En esta última visita, Vivencio quiso que me trajera algún apero de labranza, conociendo mi estima a las cosas de los pueblos, del campo. Entró en el corral y tardó varios minutos en regresar al interior de la casa. Cuando lo hizo, traía en sus manos un arado romano que había pertenecido a sus antepasados y que pesaba un quintal. Se pueden imaginar la cara que puse, porque pensaba que me iba a dar alguna vetusta herramienta del campo que pudiera meter en una bolsa, una hoz o una parca. Pero tenía tantas ganas de agasajarme que se presentó con el arado romano.

«¿Dónde voy a poner algo así en casa?», me pregunté, pensando en la manera de decirle que no lo aceptaba. Sin embargo, cuando comenzó a quitarle tierra, seguramente centenaria, imaginé cuántas manos habían arado aquellos dominios y acepté el valioso regalo, sin duda una pieza de museo. El arado romano está ya en casa a la espera de encontrar la mejor pared donde colgarlo, si alguna aguanta el peso. El patio parece el lugar más indicado, porque si alguien viene a casa y ve el arado en el salón, puede pensar que he perdido la cabeza.
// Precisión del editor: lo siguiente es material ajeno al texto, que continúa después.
//! Analysis orchestration: prompt the model, retry on failure, fall back.
//!
//! This is the only stage with decision logic. It is intentionally
//! infallible outward — [`Analyzer::analyze`] always resolves to either a
//! real analysis or the deterministic degraded message, so model
//! unavailability never turns a successfully extracted document into an
//! error response.
//!
//! ## Retry Strategy
//!
//! Provider failures are retried up to [`RetryPolicy::max_attempts`] with a
//! fixed pause between attempts — no backoff, no jitter, no severity
//! sub-classification. The pause suspends only this request's task; other
//! requests keep flowing.

use crate::cache::AnalysisCache;
use crate::config::RetryPolicy;
use crate::llm::LanguageModel;
use crate::pipeline::extract::ExtractedDocument;
use crate::prompts;
use std::sync::Arc;
use tokio::time::sleep;
use tracing::{debug, info, warn};

/// Owns the prompt template, the retry policy, and the analysis cache.
///
/// Shared read-only across request tasks; the model is injected so tests
/// substitute a double without global state.
pub struct Analyzer {
    llm: Arc<dyn LanguageModel>,
    retry: RetryPolicy,
    cache: AnalysisCache,
}

impl Analyzer {
    pub fn new(llm: Arc<dyn LanguageModel>, retry: RetryPolicy, cache_capacity: usize) -> Self {
        Self {
            llm,
            retry,
            cache: AnalysisCache::new(cache_capacity),
        }
    }

    /// Analyse an extracted document. Never fails outward.
    pub async fn analyze(&self, document: &ExtractedDocument) -> String {
        let key = AnalysisCache::key(&document.text, prompts::PROMPT_VERSION);
        if let Some(hit) = self.cache.get(&key) {
            debug!("analysis served from cache");
            return hit;
        }

        let prompt = format!("{}\n\n{}", prompts::ANALYSIS_PROMPT, document.text);

        for attempt in 1..=self.retry.max_attempts {
            match self.llm.complete(&prompt).await {
                Ok(analysis) => {
                    self.cache.insert(key, analysis.clone());
                    return analysis;
                }
                Err(e) => {
                    warn!(
                        attempt,
                        max_attempts = self.retry.max_attempts,
                        error = %e,
                        "LLM call failed"
                    );
                    if attempt < self.retry.max_attempts {
                        sleep(self.retry.delay).await;
                    }
                }
            }
        }

        // Fallback results are deliberately not cached: the provider may
        // recover before the same document is submitted again.
        info!(
            words = document.word_count(),
            "LLM unavailable, returning fallback analysis"
        );
        prompts::fallback_analysis(document.word_count())
    }
}

#[cfg(test)]
mod tests {
    use super::*;
    use crate::error::LlmError;
    use async_trait::async_trait;
    use std::sync::atomic::{AtomicU32, Ordering};
    use std::time::Duration;

    /// Model double that fails the first `failures` calls, then succeeds.
    struct FlakyModel {
        failures: u32,
        calls: AtomicU32,
    }

    impl FlakyModel {
        fn failing(failures: u32) -> Self {
            Self {
                failures,
                calls: AtomicU32::new(0),
            }
        }

        fn calls(&self) -> u32 {
            self.calls.load(Ordering::SeqCst)
        }
    }

    #[async_trait]
    impl LanguageModel for FlakyModel {
        async fn complete(&self, _prompt: &str) -> Result<String, LlmError> {
            let call = self.calls.fetch_add(1, Ordering::SeqCst);
            if call < self.failures {
                Err(LlmError::Request("connection reset".into()))
            } else {
                Ok("### Executive Summary\nAll values within range.".to_string())
            }
        }
    }

    fn document(text: &str) -> ExtractedDocument {
        ExtractedDocument { text: text.into() }
    }

    fn analyzer(llm: Arc<FlakyModel>, retry: RetryPolicy) -> Analyzer {
        Analyzer::new(llm, retry, 8)
    }

    #[tokio::test]
    async fn healthy_model_is_invoked_exactly_once() {
        let llm = Arc::new(FlakyModel::failing(0));
        let analyzer = analyzer(Arc::clone(&llm), RetryPolicy::default());

        let analysis = analyzer.analyze(&document("HbA1c 7.2")).await;
        assert!(analysis.contains("Executive Summary"));
        assert_eq!(llm.calls(), 1);
    }

    #[tokio::test(start_paused = true)]
    async fn exhausted_model_is_invoked_exactly_max_attempts_times() {
        let llm = Arc::new(FlakyModel::failing(u32::MAX));
        let analyzer = analyzer(Arc::clone(&llm), RetryPolicy::default());

        let started = tokio::time::Instant::now();
        let analysis = analyzer.analyze(&document("one two three")).await;

        assert_eq!(llm.calls(), 3);
        assert!(analysis.contains("Words: Approximately 3"), "got: {analysis}");
        // Two pauses of the fixed delay between three attempts, nothing more.
        assert_eq!(started.elapsed(), Duration::from_secs(4));
    }

    #[tokio::test(start_paused = true)]
    async fn recovery_on_final_attempt_still_succeeds() {
        let llm = Arc::new(FlakyModel::failing(2));
        let analyzer = analyzer(Arc::clone(&llm), RetryPolicy::default());

        let analysis = analyzer.analyze(&document("HbA1c 7.2")).await;
        assert!(analysis.contains("Executive Summary"));
        assert_eq!(llm.calls(), 3);
    }

    #[tokio::test]
    async fn identical_document_is_served_from_cache() {
        let llm = Arc::new(FlakyModel::failing(0));
        let analyzer = analyzer(Arc::clone(&llm), RetryPolicy::default());
        let doc = document("HbA1c 7.2");

        let first = analyzer.analyze(&doc).await;
        let second = analyzer.analyze(&doc).await;

        assert_eq!(first, second);
        assert_eq!(llm.calls(), 1);
    }

    #[tokio::test(start_paused = true)]
    async fn fallback_is_not_cached() {
        // Fails all three attempts of the first analysis, then recovers.
        let llm = Arc::new(FlakyModel::failing(3));
        let analyzer = analyzer(Arc::clone(&llm), RetryPolicy::default());
        let doc = document("one two");

        let first = analyzer.analyze(&doc).await;
        assert!(first.contains("Fallback Analysis Mode"));
        assert_eq!(llm.calls(), 3);

        let second = analyzer.analyze(&doc).await;
        assert!(second.contains("Executive Summary"));
        assert_eq!(llm.calls(), 4);
    }

    #[tokio::test]
    async fn fallback_statistics_are_deterministic() {
        let llm = Arc::new(FlakyModel::failing(u32::MAX));
        let policy = RetryPolicy::new(3, Duration::from_millis(0));
        let analyzer = analyzer(Arc::clone(&llm), policy);

        let first = analyzer.analyze(&document("a b c d e")).await;
        let second = analyzer.analyze(&document("a b c d e")).await;
        assert_eq!(first, second);
        assert!(first.contains("Words: Approximately 5"));
    }
}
Cuento todo esto porque siempre he pensado que las distintas tierras de España no son tan diferentes unas de otras, como se suele decir. Sobre todo los pueblos, a pesar de que, al parecer, los españoles somos una de las poblaciones europeas con más variantes de genomas, quizá porque hemos sido históricamente tierra de paso de otros pueblos y han convivido y aún cohabitan muy diversas culturas.

Vivencio el de Pozanco es un tipo de Castilla de una riqueza popular increíble, que te puedes encontrar en Alcalá del Río, El Coronil o El Pedroso. Un agricultor con los mismos dolores de huesos de los de cualquier pueblo sevillano, al que le gustan el vino, la chacina, el cante jondo y la copla. Hace años estuvo en la Feria del Verdeo de Arahal y se integró pronto, llegando incluso a bailar en las casetas hasta agotar sus fuerzas. Salvo cuando hablaba, con esa musiquilla tan de Castilla, nadie advirtió que era de otra tierra.

Todos creemos que el lugar donde hemos nacido es el mejor del mundo, que eso es la esencia del patriotismo, pensar que no hay mejor tierra que la tuya, y no es cierto. No soy nada nacionalista precisamente porque me gustan todos los pueblos de España, de los que conozco cientos de distintas regiones. Y, desde luego, no entiendo la deriva independentista de algunas de ellas. Llegó la democracia y, una vez asegurada, con sus defectos y virtudes, parece como si ya no hiciera falta España, la de los pueblos, cada uno con su carácter pero con conexiones centenarias que nos hacen ser más parecidos de lo que pudiera pensarse.

Ninguna persona es más importante que otra por pertenecer a una tierra concreta de nuestro país. El independentismo catalán no tiene ni medio guantazo, pero está haciendo mucho daño en la sociedad española y veremos a ver cómo acaba este feo asunto. Mientras tanto, seguiré yendo a Pozanco siempre que pueda para que mi amigo Vivencio me siga contando historias de su pueblo, que son como las de mi propio pueblo. Y cuando no pueda ir miraré el arado romano e imaginaré a sus antepasados y los míos labrando la misma tierra, la de un país que, con sus diferencias, sigue siendo maravilloso.